M.L: Qual foi o trabalho que mais a marcou, até agora,
durante o seu percurso como atriz?
L.R: Eu costumo dizer que é o próximo e estou mesmo a
dizer a verdade. Quanto maior ou mais complexo é o papel, mais peças tem o puzzle e mais possibilidades de jogo,
mas às vezes há momentos especiais na vida de uma pessoa que tornam a
quantidade de linhas de uma personagem um barômetro irrelevante. Devo dizer que
gostei sempre de interpretar as minhas personagens, mesmo quando o trabalho
corria mal, todas me marcaram porque todas contribuíram com as suas
caraterísticas para a minha vida. Houve uma que me ensinou a rir alto, outra
que me ensinou a sofrer com dignidade, outra a fugir de mim própria, outra a
desejar homens e outra a matá-los. Algumas surpreenderam-me pela clareza com
que falaram de mim e outras ensinaram-me a esconder coisas. E muitas tiveram
colegas maravilhosos que me ensinaram que todas devam estar sempre muito bem
acompanhadas.
M.L: Em 2010, participou na peça “A Gaivota” de Anton
Tchékhov, com encenação de Nuno Cardoso e esteve em cena no Teatro Nacional São
João no Porto. Que recordações guarda desse trabalho?

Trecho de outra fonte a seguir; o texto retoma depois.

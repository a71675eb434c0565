//! Environment variable access.
//!
//! Responsibilities:
//! - Derive the environment key of a field path (`server.ports[0]` with prefix
//!   `myapp` becomes `MYAPP_SERVER_PORTS_0`).
//! - Look up variables, treating a set-but-empty variable as present.
//! - Substitute `${NAME}` and `${NAME:default}` references in tree strings.
//!
//! Does NOT handle:
//! - Loading `.env` files (see `ConfigLoader::load_dotenv`).
//! - Coercing looked-up values (see `policy.rs`).
//!
//! Invariants:
//! - Key formatting is purely textual: consecutive separators are kept, so
//!   `a..b` becomes `A__B`.
//! - A reference to an absent variable without a default expands to the empty
//!   string; only a reference without a name is an error.

use std::borrow::Cow;
use std::env::VarError;
use std::sync::LazyLock;

use regex_lite::Regex;
use serde_json::Value as JsonValue;
use thiserror::Error;

use crate::loader::Tree;

static REFERENCE: LazyLock<Regex> =
    LazyLock::new(|| Regex::new(r"\$\{([^}]*)\}").expect("reference pattern is valid"));

/// A `${...}` reference could not be expanded.
#[derive(Error, Debug)]
pub enum SubstitutionError {
    #[error("environment name is missing in {reference:?} at `{path}`")]
    MissingName { path: String, reference: String },
}

/// Format the environment key for a field path.
///
/// `.` and `[` become `_`, `]` is dropped, the result is uppercased and
/// prefixed with `PREFIX_` when `prefix` is not empty.
pub fn format_env_key(path: &str, prefix: &str) -> String {
    let mut key = String::with_capacity(prefix.len() + path.len() + 1);
    if !prefix.is_empty() {
        key.push_str(prefix);
        key.push('_');
    }
    for ch in path.chars() {
        match ch {
            '.' | '[' => key.push('_'),
            ']' => {}
            other => key.push(other),
        }
    }
    key.to_uppercase()
}

/// Read `key` from the environment.
///
/// Returns `Ok(None)` when unset; an empty value is returned as `Some("")`.
pub fn lookup(key: &str) -> Result<Option<String>, VarError> {
    match std::env::var(key) {
        Ok(value) => Ok(Some(value)),
        Err(VarError::NotPresent) => Ok(None),
        Err(err) => Err(err),
    }
}

/// Expand every `${NAME}` / `${NAME:default}` reference in `input`.
///
/// The default is everything after the first `:`. Returns the offending
/// reference when one has no name.
fn expand_str(input: &str) -> Result<Cow<'_, str>, String> {
    if !input.contains("${") {
        return Ok(Cow::Borrowed(input));
    }

    let mut out = String::with_capacity(input.len());
    let mut last = 0;
    for caps in REFERENCE.captures_iter(input) {
        let (Some(whole), Some(inner)) = (caps.get(0), caps.get(1)) else {
            continue;
        };
        // Everything after the first `:` is the default.
        let (name, default) = match inner.as_str().split_once(':') {
            Some((name, default)) => (name, default),
            None => (inner.as_str(), ""),
        };
        if name.is_empty() {
            return Err(whole.as_str().to_string());
        }

        out.push_str(&input[last..whole.start()]);
        match std::env::var(name) {
            Ok(value) => out.push_str(&value),
            Err(_) => out.push_str(default),
        }
        last = whole.end();
    }
    out.push_str(&input[last..]);
    Ok(Cow::Owned(out))
}

/// Expand references in one string.
pub fn expand(input: &str) -> Result<String, SubstitutionError> {
    expand_str(input)
        .map(Cow::into_owned)
        .map_err(|reference| SubstitutionError::MissingName {
            path: String::new(),
            reference,
        })
}

/// Expand references in every string value of `tree`; keys are left as is.
pub fn expand_tree(tree: &mut Tree) -> Result<(), SubstitutionError> {
    for (key, value) in tree.iter_mut() {
        expand_value(value, key)?;
    }
    Ok(())
}

fn expand_value(value: &mut JsonValue, path: &str) -> Result<(), SubstitutionError> {
    match value {
        JsonValue::String(s) => {
            let expanded = match expand_str(s) {
                Ok(Cow::Borrowed(_)) => None,
                Ok(Cow::Owned(expanded)) => Some(expanded),
                Err(reference) => {
                    return Err(SubstitutionError::MissingName {
                        path: path.to_string(),
                        reference,
                    });
                }
            };
            if let Some(expanded) = expanded {
                *s = expanded;
            }
        }
        JsonValue::Array(items) => {
            for (index, item) in items.iter_mut().enumerate() {
                expand_value(item, &format!("{path}[{index}]"))?;
            }
        }
        JsonValue::Object(map) => {
            for (key, item) in map.iter_mut() {
                expand_value(item, &format!("{path}.{key}"))?;
            }
        }
        JsonValue::Null | JsonValue::Bool(_) | JsonValue::Number(_) => {}
    }
    Ok(())
}

#[cfg(test)]
mod tests {
    use super::*;
    use serde_json::json;
    use serial_test::serial;

    #[test]
    fn test_format_env_key() {
        assert_eq!(format_env_key("server.ports[0]", "myapp"), "MYAPP_SERVER_PORTS_0");
        assert_eq!(format_env_key("loggers[0].level", ""), "LOGGERS_0_LEVEL");
        assert_eq!(format_env_key("db.host", "app"), "APP_DB_HOST");
        assert_eq!(format_env_key("grid[1][2]", ""), "GRID_1__2");
        assert_eq!(format_env_key("a..b", ""), "A__B");
    }

    #[test]
    #[serial]
    fn test_lookup_treats_empty_as_present() {
        temp_env::with_vars(
            [("CONFUCIUS_TEST_EMPTY", Some("")), ("CONFUCIUS_TEST_UNSET", None)],
            || {
                assert_eq!(lookup("CONFUCIUS_TEST_EMPTY").unwrap(), Some(String::new()));
                assert_eq!(lookup("CONFUCIUS_TEST_UNSET").unwrap(), None);
            },
        );
    }

    #[test]
    #[serial]
    fn test_expand_references() {
        temp_env::with_vars(
            [("CONFUCIUS_HOST", Some("db.local")), ("CONFUCIUS_MISSING", None)],
            || {
                assert_eq!(expand("${CONFUCIUS_HOST}").unwrap(), "db.local");
                assert_eq!(
                    expand("tcp://${CONFUCIUS_HOST}:${CONFUCIUS_MISSING:5432}").unwrap(),
                    "tcp://db.local:5432"
                );
                assert_eq!(expand("${CONFUCIUS_MISSING}").unwrap(), "");
                assert_eq!(
                    expand("${CONFUCIUS_MISSING:http://x:1}").unwrap(),
                    "http://x:1"
                );
                assert_eq!(expand("no references").unwrap(), "no references");
            },
        );
    }

    #[test]
    fn test_expand_rejects_missing_name() {
        for input in ["${}", "prefix ${:default}"] {
            let err = expand(input).unwrap_err();
            assert!(err.to_string().contains("environment name is missing"), "{input}");
        }
    }

    #[test]
    #[serial]
    fn test_expand_tree_rewrites_nested_strings() {
        temp_env::with_var("CONFUCIUS_REGION", Some("eu-west-1"), || {
            let mut tree = match json!({
                "region": "${CONFUCIUS_REGION}",
                "zones": ["${CONFUCIUS_REGION}a", 3],
                "db": {"url": "pg://${CONFUCIUS_REGION}", "port": 5432},
            }) {
                JsonValue::Object(map) => map,
                _ => unreachable!(),
            };
            expand_tree(&mut tree).unwrap();
            assert_eq!(
                JsonValue::Object(tree),
                json!({
                    "region": "eu-west-1",
                    "zones": ["eu-west-1a", 3],
                    "db": {"url": "pg://eu-west-1", "port": 5432},
                })
            );
        });
    }

    #[test]
    fn test_expand_tree_reports_path() {
        let mut tree = match json!({"db": {"hosts": ["ok", "${}"]}}) {
            JsonValue::Object(map) => map,
            _ => unreachable!(),
        };
        match expand_tree(&mut tree).unwrap_err() {
            SubstitutionError::MissingName { path, reference } => {
                assert_eq!(path, "db.hosts[1]");
                assert_eq!(reference, "${}");
            }
        }
    }
}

L.R: Guardo más recordações e boas recordações. As más
não são para aqui chamadas, obviamente, e as boas são as que guardo de todos os
espetáculos: a minha tentativa de encontrar de uma forma o mais surpreendente
possível uma possibilidade ficcional de existência em cena, a construção de um puzzle criativo de ações a partir de
palavras no papel, o nascimento de um “Frankenstein” a partir de pedaços de texto
dos autores, do encenador, dos atores, de todos os seres com que me cruzei, enquanto
a peça se construía. Guardo ainda muito boas recordações dos aquecimentos físicos
e da vista para o rio.
M.L: Como vê, atualmente, o teatro e a ficção
nacional?
L.R: A tentar desesperadamente
existir com dignidade artística num clima de asfixia política e monetária.
M.L: Gostava de ter feito uma carreira internacional?
L.R: Apesar de ter trabalhado com artistas de outras
nacionalidades e noutros países, gostava de o ter feito muito mais, embora isso
continue sempre presente nas minhas expectativas de colaboração.
M.L: Este ano celebra 22 anos de carreira, desde que
se estreou como atriz profissional em 1992. Que balanço faz destes 22 anos?
L.R: Tempo só o do teatro e balanço só o da dança. Foram
22 anos a acertar escolhas boas ou más e a tentar ser o mais feliz que me foi
possível. E acho que consegui de um modo geral.
M.L: Além da representação, também é encenadora e
professora. Em qual destas funções em que se sente melhor?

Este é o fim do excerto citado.